Thank you, Minister, and officials from FedDev, for being here today. Of course we're here today to discuss and review the main estimates for FedDev Ontario.

Minister, when FedDev was first created in 2010, I believe the original funding envelope was $1 billion. Is that correct?

4:25 p.m.

Conservative

Gary Goodyear Conservative Cambridge, ON

Over five years.

4:25 p.m.

Conservative

Peter Braid Conservative Kitchener—Waterloo, ON

Of course it was a brand new agency at the time, so out of that $1 billion, we required some funding and investment to create the agency, to build it from the ground up. Is that not a fair statement?

4:25 p.m.

Conservative

Gary Goodyear Conservative Cambridge, ON

That's correct.

4:25 p.m.

Conservative

Peter Braid Conservative Kitchener—Waterloo, ON

Budget 2013 provides renewed funding to FedDev of $920 million. That, to me, is pretty much an apples-to-apples comparison, in terms of funding for FedDev over five years. Is that not correct?

4:25 p.m.

Conservative

Gary Goodyear Conservative Cambridge, ON

In fairness, we were given $1 billion over five years. Yes, we had some additional costs that we will not have as we move forward. We are, as long as the budget passes, looking at $920 million over five years.

4:25 p.m.

Conservative

Peter Braid Conservative Kitchener—Waterloo, ON

Excellent.

When I look at the main estimates, page 134—and of course departmental spending in the federal government is an annual process. That's why we have annual main estimates. That's why we have, Minister, as you indicated, supplementary estimates (A), (B), and (C). That's why our plans for departmental priorities, the plans and priorities, are annual documents.

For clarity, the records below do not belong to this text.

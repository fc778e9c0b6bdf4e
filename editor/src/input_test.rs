use uuid::Uuid;

use super::*;

// =============================================================
// Modifiers
// =============================================================

#[test]
fn modifiers_default_all_false() {
    let m = Modifiers::default();
    assert!(!m.shift && !m.ctrl && !m.alt && !m.meta);
    assert!(!m.command());
}

#[test]
fn ctrl_or_meta_is_command() {
    assert!(Modifiers { ctrl: true, ..Default::default() }.command());
    assert!(Modifiers { meta: true, ..Default::default() }.command());
    assert!(!Modifiers { alt: true, ..Default::default() }.command());
}

#[test]
fn shift_extends_selection_and_steps_by_grid() {
    let m = Modifiers { shift: true, ..Default::default() };
    assert!(m.extends_selection());
    assert!(m.grid_step());
}

// =============================================================
// Key
// =============================================================

#[test]
fn single_characters_normalize_to_lowercase() {
    assert_eq!(Key::new("Z").normalized(), "z");
    assert_eq!(Key::new("+").normalized(), "+");
}

#[test]
fn named_keys_are_unchanged() {
    assert_eq!(Key::new("ArrowUp").normalized(), "ArrowUp");
    assert_eq!(Key::new("Delete").normalized(), "Delete");
}

// =============================================================
// UiState
// =============================================================

#[test]
fn single_selection_only_for_exactly_one() {
    let (a, b) = (Uuid::new_v4(), Uuid::new_v4());
    let mut ui = UiState::default();
    assert_eq!(ui.single_selection(), None);
    ui.selection.push(a);
    assert_eq!(ui.single_selection(), Some(a));
    ui.selection.push(b);
    assert_eq!(ui.single_selection(), None);
}

#[test]
fn toggle_adds_then_removes() {
    let (a, b) = (Uuid::new_v4(), Uuid::new_v4());
    let mut ui = UiState::default();
    ui.toggle(a);
    ui.toggle(b);
    assert_eq!(ui.selection, vec![a, b]);
    ui.toggle(a);
    assert_eq!(ui.selection, vec![b]);
    assert!(!ui.is_selected(&a));
    assert!(ui.is_selected(&b));
}

// =============================================================
// InputState
// =============================================================

#[test]
fn input_state_default_is_idle() {
    assert!(InputState::default().is_idle());
}

#[test]
fn active_gestures_are_not_idle() {
    let gestures = [
        InputState::Panning { last_screen: Point::new(0.0, 0.0) },
        InputState::LassoSelecting { anchor_world: Point::new(1.0, 2.0) },
        InputState::DraggingStage { grab_dx: 0.0, grab_dy: 0.0, orig_position: StagePosition::Top },
    ];
    for g in gestures {
        assert!(!g.is_idle(), "{g:?}");
    }
}
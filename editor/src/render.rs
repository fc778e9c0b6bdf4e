//! Rendering: draws the layout, the stage and the selection overlay.
//!
//! Drawing goes through the [`Surface`] trait so the same code paints a real
//! [`web_sys::CanvasRenderingContext2d`] and the recording surface used in
//! tests. [`draw`] reads a [`RenderView`] and never mutates editor state;
//! calling it twice with the same view issues the same calls.
//!
//! Everything except the selection badge is drawn in canvas coordinates under
//! the camera transform.

#[cfg(test)]
#[path = "render_test.rs"]
mod render_test;

use wasm_bindgen::JsValue;
use web_sys::CanvasRenderingContext2d;

use crate::camera::{Camera, Point};
use crate::consts::HANDLE_RADIUS_PX;
use crate::geometry::{GuideLine, Orientation, Rect};
use crate::hit;
use crate::input::UiState;
use crate::scene::{Scene, Seating};

pub const BACKGROUND_COLOR: &str = "#ffffff";
pub const GRID_COLOR: &str = "#ecf0f1";
pub const BORDER_COLOR: &str = "#bdc3c7";
pub const OUTLINE_COLOR: &str = "#2c3e50";
pub const TEXT_COLOR: &str = "#2c3e50";
pub const STAGE_COLOR: &str = "#34495e";
pub const SELECTION_COLOR: &str = "#1E90FF";
pub const HANDLE_FILL: &str = "#fff";
pub const GUIDE_COLOR: &str = "#e84393";
pub const COLLISION_COLOR: &str = "#e74c3c";
pub const MARQUEE_FILL: &str = "rgba(30, 144, 255, 0.12)";
pub const BADGE_FILL: &str = "rgba(44, 62, 80, 0.85)";

/// Selection dash segment length in screen pixels.
const SELECTION_DASH_PX: f64 = 4.0;

/// Guide dash segment length in screen pixels.
const GUIDE_DASH_PX: f64 = 6.0;

/// Reserved seatings are drawn faded.
const RESERVED_ALPHA: f64 = 0.45;

const LABEL_FONT: &str = "11px sans-serif";
const ICON_FONT: &str = "16px sans-serif";

/// Read-only view of everything a frame needs.
pub struct RenderView<'a> {
    pub scene: &'a Scene,
    pub ui: &'a UiState,
    pub camera: &'a Camera,
    /// Whether the collision indicator is currently showing.
    pub collision: bool,
}

/// Text placement and style for [`Surface::text`].
#[derive(Debug, Clone, Copy, PartialEq)]
pub struct TextStyle<'a> {
    pub font: &'a str,
    pub color: &'a str,
    /// CSS text-align value.
    pub align: &'a str,
}

impl<'a> TextStyle<'a> {
    /// Centered on the anchor point in both axes.
    #[must_use]
    pub fn centered(font: &'a str, color: &'a str) -> Self {
        Self { font, color, align: "center" }
    }
}

/// The 2D drawing operations the renderer needs.
///
/// Fallible operations mirror the fallible calls of the browser canvas API.
pub trait Surface {
    type Error;

    fn save(&self);
    fn restore(&self);
    /// Replace the transform with a uniform scale followed by a translation.
    ///
    /// # Errors
    ///
    /// Propagates the backend's failure.
    fn set_transform(&self, scale: f64, translate_x: f64, translate_y: f64) -> Result<(), Self::Error>;
    /// Clear `width × height` from the origin under the current transform.
    fn clear(&self, width: f64, height: f64);
    fn fill_rect(&self, rect: Rect, color: &str);
    fn stroke_rect(&self, rect: Rect, color: &str, line_width: f64);
    fn line(&self, from: Point, to: Point, color: &str, line_width: f64);
    /// # Errors
    ///
    /// Propagates the backend's failure.
    fn text(&self, text: &str, at: Point, style: TextStyle<'_>) -> Result<(), Self::Error>;
    /// Dash pattern for subsequent strokes. An empty slice draws solid lines.
    ///
    /// # Errors
    ///
    /// Propagates the backend's failure.
    fn set_dash(&self, segments: &[f64]) -> Result<(), Self::Error>;
    fn set_alpha(&self, alpha: f64);
}

/// Draw one full frame.
///
/// # Errors
///
/// Returns the surface's error if any fallible call fails.
pub fn draw<S: Surface>(surface: &S, view: &RenderView<'_>) -> Result<(), S::Error> {
    let bounds = view.scene.bounds();
    let camera = view.camera;
    let zoom = camera.zoom;

    // Layer 1: clear in screen space, then switch to canvas space.
    surface.set_transform(1.0, 0.0, 0.0)?;
    surface.clear(bounds.width, bounds.height);
    surface.set_transform(zoom, camera.pan_x, camera.pan_y)?;

    // Layer 2: paper, grid and border.
    let paper = Rect::new(0.0, 0.0, bounds.width, bounds.height);
    surface.fill_rect(paper, BACKGROUND_COLOR);
    draw_grid(surface, paper, bounds.grid_size, zoom);
    surface.stroke_rect(paper, BORDER_COLOR, 1.0 / zoom);

    // Layer 3: seatings in insertion order, stage on top.
    for seating in view.scene.seatings() {
        draw_seating(surface, seating, zoom)?;
    }
    draw_stage(surface, view.scene.stage().rect(), zoom)?;

    // Layer 4: selection overlay.
    let selected: Vec<&Seating> = view
        .ui
        .selection
        .iter()
        .filter_map(|id| view.scene.get(id))
        .collect();
    for seating in &selected {
        draw_selection_box(surface, seating.rect(), zoom)?;
    }
    if let [only] = selected.as_slice() {
        draw_handles(surface, only.rect(), zoom);
    }
    if view.collision {
        for seating in &selected {
            surface.stroke_rect(seating.rect(), COLLISION_COLOR, 3.0 / zoom);
        }
    }
    for guide in &view.ui.guides {
        draw_guide(surface, guide, zoom)?;
    }
    if let Some(marquee) = view.ui.marquee {
        draw_marquee(surface, marquee, zoom)?;
    }

    if selected.len() > 1 {
        draw_badge(surface, selected.len())?;
    }
    Ok(())
}

// =============================================================
// Layers
// =============================================================

fn draw_grid<S: Surface>(surface: &S, paper: Rect, grid: f64, zoom: f64) {
    if grid <= 0.0 {
        return;
    }
    let width = 1.0 / zoom;
    let mut x = 0.0;
    while x <= paper.width {
        surface.line(Point::new(x, 0.0), Point::new(x, paper.height), GRID_COLOR, width);
        x += grid;
    }
    let mut y = 0.0;
    while y <= paper.height {
        surface.line(Point::new(0.0, y), Point::new(paper.width, y), GRID_COLOR, width);
        y += grid;
    }
}

fn draw_seating<S: Surface>(surface: &S, seating: &Seating, zoom: f64) -> Result<(), S::Error> {
    let rect = seating.rect();
    let label = TextStyle::centered(LABEL_FONT, TEXT_COLOR);

    surface.save();
    if seating.reserved {
        surface.set_alpha(RESERVED_ALPHA);
    }
    surface.fill_rect(rect, &seating.color);
    surface.stroke_rect(rect, OUTLINE_COLOR, 1.0 / zoom);
    surface.text(
        &seating.icon,
        Point::new(rect.center_x(), rect.center_y()),
        TextStyle::centered(ICON_FONT, TEXT_COLOR),
    )?;
    surface.text(&seating.name, Point::new(rect.center_x(), rect.y - 8.0), label)?;
    surface.text(
        &seating.capacity.to_string(),
        Point::new(rect.center_x(), rect.bottom() + 8.0),
        label,
    )?;
    surface.restore();
    Ok(())
}

fn draw_stage<S: Surface>(surface: &S, rect: Rect, zoom: f64) -> Result<(), S::Error> {
    surface.fill_rect(rect, STAGE_COLOR);
    surface.stroke_rect(rect, OUTLINE_COLOR, 1.0 / zoom);
    surface.text(
        "STAGE",
        Point::new(rect.center_x(), rect.center_y()),
        TextStyle::centered(LABEL_FONT, BACKGROUND_COLOR),
    )
}

fn draw_selection_box<S: Surface>(surface: &S, rect: Rect, zoom: f64) -> Result<(), S::Error> {
    let dash = SELECTION_DASH_PX / zoom;
    surface.set_dash(&[dash, dash])?;
    surface.stroke_rect(rect, SELECTION_COLOR, 2.0 / zoom);
    surface.set_dash(&[])
}

fn draw_handles<S: Surface>(surface: &S, rect: Rect, zoom: f64) {
    let half = HANDLE_RADIUS_PX / zoom;
    for (_, p) in hit::resize_handle_positions(&rect) {
        let handle = Rect::new(p.x - half, p.y - half, half * 2.0, half * 2.0);
        surface.fill_rect(handle, HANDLE_FILL);
        surface.stroke_rect(handle, SELECTION_COLOR, 1.0 / zoom);
    }
}

fn draw_guide<S: Surface>(surface: &S, guide: &GuideLine, zoom: f64) -> Result<(), S::Error> {
    let (from, to) = match guide.orientation {
        Orientation::Vertical => (
            Point::new(guide.coordinate, guide.start),
            Point::new(guide.coordinate, guide.end),
        ),
        Orientation::Horizontal => (
            Point::new(guide.start, guide.coordinate),
            Point::new(guide.end, guide.coordinate),
        ),
    };
    let dash = GUIDE_DASH_PX / zoom;
    surface.set_dash(&[dash, dash])?;
    surface.line(from, to, GUIDE_COLOR, 1.0 / zoom);
    surface.set_dash(&[])
}

fn draw_marquee<S: Surface>(surface: &S, marquee: Rect, zoom: f64) -> Result<(), S::Error> {
    let dash = SELECTION_DASH_PX / zoom;
    surface.set_dash(&[dash, dash])?;
    surface.fill_rect(marquee, MARQUEE_FILL);
    surface.stroke_rect(marquee, SELECTION_COLOR, 1.0 / zoom);
    surface.set_dash(&[])
}

/// "N selected" in the top-left corner of the view, unaffected by the camera.
fn draw_badge<S: Surface>(surface: &S, count: usize) -> Result<(), S::Error> {
    surface.set_transform(1.0, 0.0, 0.0)?;
    surface.fill_rect(Rect::new(8.0, 8.0, 96.0, 22.0), BADGE_FILL);
    surface.text(
        &format!("{count} selected"),
        Point::new(56.0, 19.0),
        TextStyle::centered(LABEL_FONT, BACKGROUND_COLOR),
    )
}

// =============================================================
// Browser canvas
// =============================================================

impl Surface for CanvasRenderingContext2d {
    type Error = JsValue;

    fn save(&self) {
        CanvasRenderingContext2d::save(self);
    }

    fn restore(&self) {
        CanvasRenderingContext2d::restore(self);
    }

    fn set_transform(&self, scale: f64, translate_x: f64, translate_y: f64) -> Result<(), JsValue> {
        CanvasRenderingContext2d::set_transform(self, scale, 0.0, 0.0, scale, translate_x, translate_y)
    }

    fn clear(&self, width: f64, height: f64) {
        self.clear_rect(0.0, 0.0, width, height);
    }

    fn fill_rect(&self, rect: Rect, color: &str) {
        self.set_fill_style_str(color);
        CanvasRenderingContext2d::fill_rect(self, rect.x, rect.y, rect.width, rect.height);
    }

    fn stroke_rect(&self, rect: Rect, color: &str, line_width: f64) {
        self.set_stroke_style_str(color);
        self.set_line_width(line_width);
        CanvasRenderingContext2d::stroke_rect(self, rect.x, rect.y, rect.width, rect.height);
    }

    fn line(&self, from: Point, to: Point, color: &str, line_width: f64) {
        self.set_stroke_style_str(color);
        self.set_line_width(line_width);
        self.begin_path();
        self.move_to(from.x, from.y);
        self.line_to(to.x, to.y);
        self.stroke();
    }

    fn text(&self, text: &str, at: Point, style: TextStyle<'_>) -> Result<(), JsValue> {
        self.set_font(style.font);
        self.set_fill_style_str(style.color);
        self.set_text_align(style.align);
        self.set_text_baseline("middle");
        self.fill_text(text, at.x, at.y)
    }

    fn set_dash(&self, segments: &[f64]) -> Result<(), JsValue> {
        let dash_array = js_sys::Array::new();
        for segment in segments {
            dash_array.push(&(*segment).into());
        }
        self.set_line_dash(&dash_array)
    }

    fn set_alpha(&self, alpha: f64) {
        self.set_global_alpha(alpha);
    }
}
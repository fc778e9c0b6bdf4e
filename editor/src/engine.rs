//! Editor engine: the interaction controller tying scene, geometry, history
//! and camera together.
//!
//! [`EngineCore`] owns all editor state and logic and has no browser
//! dependency, so it is driven directly by the tests. [`Engine`] pairs it with
//! the `<canvas>` element it renders into.
//!
//! Every operation that changes the layout ends in exactly one history
//! snapshot. Pointer gestures mutate the scene tick by tick and snapshot only
//! on release; a rejected tick leaves the previous valid positions in place.

#[cfg(test)]
#[path = "engine_test.rs"]
mod engine_test;

use uuid::Uuid;
use wasm_bindgen::{JsCast, JsValue};
use web_sys::{CanvasRenderingContext2d, HtmlCanvasElement};

use crate::autosave::AutoSave;
use crate::camera::{Camera, Point};
use crate::config::{ConfigError, EditorConfig};
use crate::consts::{COLLISION_FLASH_MS, DUPLICATE_OFFSET_STEPS, WHEEL_ZOOM_PIXELS, ZOOM_STEP};
use crate::geometry::{self, Alignment, Axis, Rect};
use crate::history::History;
use crate::hit::{self, Hit, ResizeAnchor};
use crate::host::{HostServices, LogHost, NoticeKind};
use crate::input::{Button, InputState, Key, Modifiers, TouchPoint, UiState, WheelDelta};
use crate::persist::{self, LayoutConfig, LoadReport, PartialLayoutConfig, PersistError};
use crate::render::{self, RenderView};
use crate::scene::{Scene, SceneState, Seating, SeatingAttrs, SeatingId, SeatingKind, SeatingPatch, StagePosition};

/// Copy offsets in grid steps, tried in order when the primary offset is taken.
const COPY_FALLBACK_STEPS: [(f64, f64); 5] = [(4.0, 0.0), (0.0, 4.0), (4.0, 4.0), (6.0, 6.0), (-2.0, -2.0)];

/// Actions returned from input handlers for the host to process.
#[derive(Debug, Clone, PartialEq)]
pub enum Action {
    /// The scene or overlay changed; redraw.
    RenderNeeded,
    /// CSS cursor to show over the canvas.
    SetCursor(String),
    /// The selection changed; carries the new selection in order.
    SelectionChanged(Vec<SeatingId>),
    /// A history snapshot was taken.
    Committed,
    /// The debounce elapsed; the host should persist this configuration.
    AutoSave(LayoutConfig),
}

/// Observable state before an event, compared afterwards to derive actions.
struct Mark {
    selection: Vec<SeatingId>,
    commits: u64,
}

/// Core engine state: all logic that doesn't depend on the canvas element.
pub struct EngineCore {
    pub camera: Camera,
    pub ui: UiState,
    pub input: InputState,
    scene: Scene,
    history: History,
    autosave: AutoSave,
    config: EditorConfig,
    clipboard: Vec<Seating>,
    /// Pastes since the last copy; each one lands one offset further away.
    paste_count: u32,
    clock_ms: f64,
    commits: u64,
    /// Set while undo/redo replaces the scene.
    restoring: bool,
    host: Box<dyn HostServices>,
}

When I compare the main estimates for 2012-13 with those for 2013-14, I see a net increase of $4 million, or 2%, when you compare the mains to the mains, or apples to apples, so I'm not quite sure why there's confusion on the other side of the table.

In addition, one of the reasons for the net increase in the main estimates, as I understand it, is that FedDev was asked to administer the community infrastructure improvement fund, which increased funding for this year by $25 million.

Again, is it not accurate to say that even though this budget has renewed funding for FedDev over five years of $920 million, any future budget from the government could potentially increase that funding envelope?

4:25 p.m.

Conservative

Gary Goodyear Conservative Cambridge, ON

The simple answer is absolutely it can.

It's important to point out that the government prefers, especially in these difficult economic times we are still facing around the world, to be nimble, to be flexible to meet the needs that Canadians currently face, not what faced them five years or 30 years ago.